Winter has well and truly hit us in the Southern Hemisphere, and now is as good time as any other to detox, warm up and and embrace the mid-winter chills. A good sauna session is one of those traditional, no-fail forms of sweating out the weeks events. But how well do you know your sauna? We spoke to Nicola Johnson, colonic hydrotherapist and owner of progressive health clinic pH Clinic, to uncover the need-to-know details about infrared saunas, and why they’re set to be your new go-to cleanse.
What you need to know about infrared saunas
1What is an infrared sauna?
Infrared Saunas look similar to a conventional sauna (the beautiful cedarwood cabin with a glass door), except the heating technology is very different. Conventional humid steam saunas force the body to perspire, eliminating 97% water and 3% toxicity. However, infrared saunas penetrates 3-4cm into the body’s tissue, eliminating 80% water and 20% toxicity. This allows for a more productive and comfortable sweat.
2What are the benefits as opposed to a normal sauna?
The benefits include: stimulation of the immune system, cardiovascular conditioning, reduced lactic acid, weight loss, calorie expenditure, pain relief, reduced inflammation, cellulite reduction, decrease in stress levels and excretion of heavy metals. Not bad for just sitting in a sauna!

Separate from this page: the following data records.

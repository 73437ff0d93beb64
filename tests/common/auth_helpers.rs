//! Authentication helpers for the integration tests.

use axum_test::TestServer;
use sqlx::SqlitePool;

use shelfmark::auth::passwords::PasswordHasher;
use shelfmark::auth::sessions::TokenService;
use shelfmark::routes::router::create_router;
use shelfmark::server::state::AppState;

pub const TEST_SECRET: &str = "integration-test-secret";

/// Build the application state used by the tests. Minimum bcrypt cost keeps
/// the suite fast; hashing strength is covered by the unit tests.
pub fn test_state(pool: SqlitePool) -> AppState {
    AppState {
        db_pool: pool,
        tokens: TokenService::new(TEST_SECRET),
        passwords: PasswordHasher::new(4),
    }
}

/// Spin up a test server over the real router.
pub fn test_server(pool: SqlitePool) -> TestServer {
    TestServer::new(create_router(test_state(pool))).expect("failed to start test server")
}

/// Register a user through the API and return the auth token.
pub async fn register_user(server: &TestServer, name: &str, email: &str, password: &str) -> String {
    let response = server
        .post("/api/auth/createuser")
        .json(&serde_json::json!({
            "name": name,
            "email": email,
            "password": password,
        }))
        .await;

    let body: serde_json::Value = response.json();
    assert_eq!(body["success"], true, "registration failed: {body}");

    body["authToken"]
        .as_str()
        .expect("registration response missing authToken")
        .to_string()
}

/// Bearer header value for a token.
pub fn bearer(token: &str) -> String {
    format!("Bearer {token}")
}
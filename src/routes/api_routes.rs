//! API route tables
//!
//! Two routers: the public authentication endpoints, and the protected
//! surface that sits behind the identity middleware. The middleware is
//! applied in `router.rs` so this module stays a plain route listing.
//!
//! # Routes
//!
//! ## Public
//! - `POST /api/auth/createuser` - Register a new account
//! - `POST /api/auth/login` - Authenticate, returns a token
//!
//! ## Protected (require `Authorization: Bearer <token>`)
//! - `POST /api/auth/getuser` - Current user's profile
//! - `GET /api/books/fetchallbooks` - List the caller's books
//! - `POST /api/books/addbook` - Add a book owned by the caller
//! - `PUT /api/books/updatebook/{id}` - Sparse update, owner only
//! - `DELETE /api/books/deletebook/{id}` - Delete, owner only

use axum::routing::{delete, get, post, put};
use axum::Router;

use crate::auth::{createuser, getuser, login};
use crate::books::{addbook, deletebook, fetchallbooks, updatebook};
use crate::server::state::AppState;

/// Routes reachable without a token.
pub fn public_routes() -> Router<AppState> {
    Router::new()
        .route("/api/auth/createuser", post(createuser))
        .route("/api/auth/login", post(login))
}

/// Routes that require an authenticated identity.
pub fn protected_routes() -> Router<AppState> {
    Router::new()
        .route("/api/auth/getuser", post(getuser))
        .route("/api/books/fetchallbooks", get(fetchallbooks))
        .route("/api/books/addbook", post(addbook))
        .route("/api/books/updatebook/{id}", put(updatebook))
        .route("/api/books/deletebook/{id}", delete(deletebook))
}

3Is infrared better than a traditional sauna or just a different alternative? If so, why would you choose one over the other?
As a health practitioner, I prefer the infrared as the experience is less intense to that of a steam sauna, and the therapeutic effects outweigh just getting hot and sweaty.

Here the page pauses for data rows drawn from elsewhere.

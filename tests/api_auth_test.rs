//! Authentication API integration tests
//!
//! Registration, login, and profile retrieval through the real router over
//! an in-memory database.

mod common;

use axum::http::StatusCode;
use pretty_assertions::assert_eq;

use common::auth_helpers::{bearer, register_user, test_server, TEST_SECRET};
use common::database::TestDatabase;
use shelfmark::auth::sessions::TokenService;
use shelfmark::auth::users::get_user_by_email;

#[tokio::test]
async fn createuser_returns_token() {
    let db = TestDatabase::new().await;
    let server = test_server(db.pool().clone());

    let response = server
        .post("/api/auth/createuser")
        .json(&serde_json::json!({
            "name": "Alice Smith",
            "email": "a@x.com",
            "password": "secret",
        }))
        .await;

    assert_eq!(response.status_code(), StatusCode::OK);
    let body: serde_json::Value = response.json();
    assert_eq!(body["success"], true);
    assert!(body["authToken"].as_str().is_some_and(|t| !t.is_empty()));

    // Exactly one row was created and the token binds its id.
    let user = get_user_by_email(db.pool(), "a@x.com")
        .await
        .unwrap()
        .expect("user row missing after registration");
    let verified = TokenService::new(TEST_SECRET)
        .verify(body["authToken"].as_str().unwrap())
        .unwrap();
    assert_eq!(verified, user.id);
}

#[tokio::test]
async fn createuser_stores_hash_not_password() {
    let db = TestDatabase::new().await;
    let server = test_server(db.pool().clone());

    register_user(&server, "Alice Smith", "a@x.com", "secret").await;

    let user = get_user_by_email(db.pool(), "a@x.com").await.unwrap().unwrap();
    assert_ne!(user.password_hash, "secret");
    assert!(user.password_hash.starts_with("$2"));
}

#[tokio::test]
async fn createuser_rejects_duplicate_email() {
    let db = TestDatabase::new().await;
    let server = test_server(db.pool().clone());

    register_user(&server, "Alice Smith", "a@x.com", "secret").await;

    let response = server
        .post("/api/auth/createuser")
        .json(&serde_json::json!({
            "name": "Other Alice",
            "email": "a@x.com",
            "password": "different",
        }))
        .await;

    assert_eq!(response.status_code(), StatusCode::BAD_REQUEST);
    let body: serde_json::Value = response.json();
    assert_eq!(body["success"], false);

    // No second row appeared.
    let count: i64 = sqlx::query_scalar("SELECT COUNT(*) FROM users WHERE email = ?")
        .bind("a@x.com")
        .fetch_one(db.pool())
        .await
        .unwrap();
    assert_eq!(count, 1);
}

#[tokio::test]
async fn createuser_validates_fields() {
    let db = TestDatabase::new().await;
    let server = test_server(db.pool().clone());

    let response = server
        .post("/api/auth/createuser")
        .json(&serde_json::json!({
            "name": "Bob",
            "email": "not-an-email",
            "password": "pw",
        }))
        .await;

    assert_eq!(response.status_code(), StatusCode::BAD_REQUEST);
    let body: serde_json::Value = response.json();
    assert_eq!(body["success"], false);

    let violations = body["error"].as_array().expect("field-level detail");
    let fields: Vec<&str> = violations
        .iter()
        .map(|v| v["field"].as_str().unwrap())
        .collect();
    assert_eq!(fields, vec!["name", "email", "password"]);
}

#[tokio::test]
async fn login_returns_usable_token() {
    let db = TestDatabase::new().await;
    let server = test_server(db.pool().clone());

    register_user(&server, "Alice Smith", "a@x.com", "secret").await;

    let response = server
        .post("/api/auth/login")
        .json(&serde_json::json!({
            "email": "a@x.com",
            "password": "secret",
        }))
        .await;

    assert_eq!(response.status_code(), StatusCode::OK);
    let body: serde_json::Value = response.json();
    let token = body["authToken"].as_str().unwrap();

    // The fresh token works against a protected route.
    let me = server
        .post("/api/auth/getuser")
        .add_header("Authorization", bearer(token))
        .await;
    assert_eq!(me.status_code(), StatusCode::OK);
}

#[tokio::test]
async fn login_failures_are_indistinguishable() {
    let db = TestDatabase::new().await;
    let server = test_server(db.pool().clone());

    register_user(&server, "Alice Smith", "a@x.com", "secret").await;

    let wrong_password = server
        .post("/api/auth/login")
        .json(&serde_json::json!({
            "email": "a@x.com",
            "password": "wrong",
        }))
        .await;

    let unknown_email = server
        .post("/api/auth/login")
        .json(&serde_json::json!({
            "email": "nobody@x.com",
            "password": "secret",
        }))
        .await;

    assert_eq!(wrong_password.status_code(), StatusCode::BAD_REQUEST);
    assert_eq!(unknown_email.status_code(), StatusCode::BAD_REQUEST);

    // Identical bodies: no account enumeration oracle.
    let a: serde_json::Value = wrong_password.json();
    let b: serde_json::Value = unknown_email.json();
    assert_eq!(a, b);
}

#[tokio::test]
async fn getuser_returns_profile_without_hash() {
    let db = TestDatabase::new().await;
    let server = test_server(db.pool().clone());

    let token = register_user(&server, "Alice Smith", "a@x.com", "secret").await;

    let response = server
        .post("/api/auth/getuser")
        .add_header("Authorization", bearer(&token))
        .await;

    assert_eq!(response.status_code(), StatusCode::OK);
    let body: serde_json::Value = response.json();
    assert_eq!(body["success"], true);
    assert_eq!(body["user"]["email"], "a@x.com");
    assert_eq!(body["user"]["name"], "Alice Smith");
    assert!(body["user"].get("password_hash").is_none());
    assert!(body["user"].get("password").is_none());
}

#[tokio::test]
async fn protected_route_rejects_missing_token() {
    let db = TestDatabase::new().await;
    let server = test_server(db.pool().clone());

    let response = server.post("/api/auth/getuser").await;
    assert_eq!(response.status_code(), StatusCode::UNAUTHORIZED);
}

#[tokio::test]
async fn protected_route_rejects_garbage_token() {
    let db = TestDatabase::new().await;
    let server = test_server(db.pool().clone());

    let response = server
        .post("/api/auth/getuser")
        .add_header("Authorization", "Bearer not.a.token")
        .await;
    assert_eq!(response.status_code(), StatusCode::UNAUTHORIZED);
}

#[tokio::test]
async fn token_signed_with_other_secret_is_rejected() {
    let db = TestDatabase::new().await;
    let server = test_server(db.pool().clone());

    register_user(&server, "Alice Smith", "a@x.com", "secret").await;
    let user = get_user_by_email(db.pool(), "a@x.com").await.unwrap().unwrap();

    // A structurally valid token for a real user, but wrong signature.
    let forged = TokenService::new("some-other-secret").issue(user.id).unwrap();

    let response = server
        .post("/api/auth/getuser")
        .add_header("Authorization", bearer(&forged))
        .await;
    assert_eq!(response.status_code(), StatusCode::UNAUTHORIZED);
}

4Are there any negative side effects?
Infrared is very safe. Health professionals have been using far infrared technology for years. Have you ever gone to a Physiotherapist with a sprain and they’ve put a red heat lamp on it? Well, that’s infrared. Infrared treatment is also widely used in burn units to accelerate healing and hospital baby care incubators. Far Infrared heat is not ultraviolet radiation (sun effect on the skin = sunburn), but a narrow band of energy within the 5 to 15 micron level. This type of energy travels 40 – 45 mm deep into the body. Far Infrared heat provides the healthy benefits of natural sunlight without any of the dangerous effects of ultraviolet rays.

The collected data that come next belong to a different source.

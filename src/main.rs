//! Shelfmark server entry point.

use shelfmark::server::config::Settings;
use shelfmark::server::init::create_app;

#[tokio::main]
async fn main() -> Result<(), Box<dyn std::error::Error>> {
    // Load environment variables from .env file if present
    dotenv::dotenv().ok();

    let env_filter = std::env::var("RUST_LOG").unwrap_or_else(|_| "info".to_string());

    tracing_subscriber::fmt()
        .with_env_filter(tracing_subscriber::EnvFilter::new(&env_filter))
        .init();

    let settings = Settings::from_env()?;

    let app = create_app(&settings).await?;

    let addr = std::net::SocketAddr::from(([0, 0, 0, 0], settings.port));
    tracing::info!("listening on {}", addr);

    let listener = tokio::net::TcpListener::bind(addr).await?;
    axum::serve(listener, app).await?;

    Ok(())
}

5 Can anyone visit an infrared sauna?
Although this technology is safe for all ages and health levels, there are still conditions where infrared is not prescribed. Infrared is contraindicated if you have; hemophilia, MS, are pregnant (or are a nursing mother), or if you are currently seeking medical attention and are on drugs for a specific condition. This contraindication also applies to those taking blood-pressure medication and those with pacemakers, as many infrared saunas contain magnets that may affect the way a pacemaker works.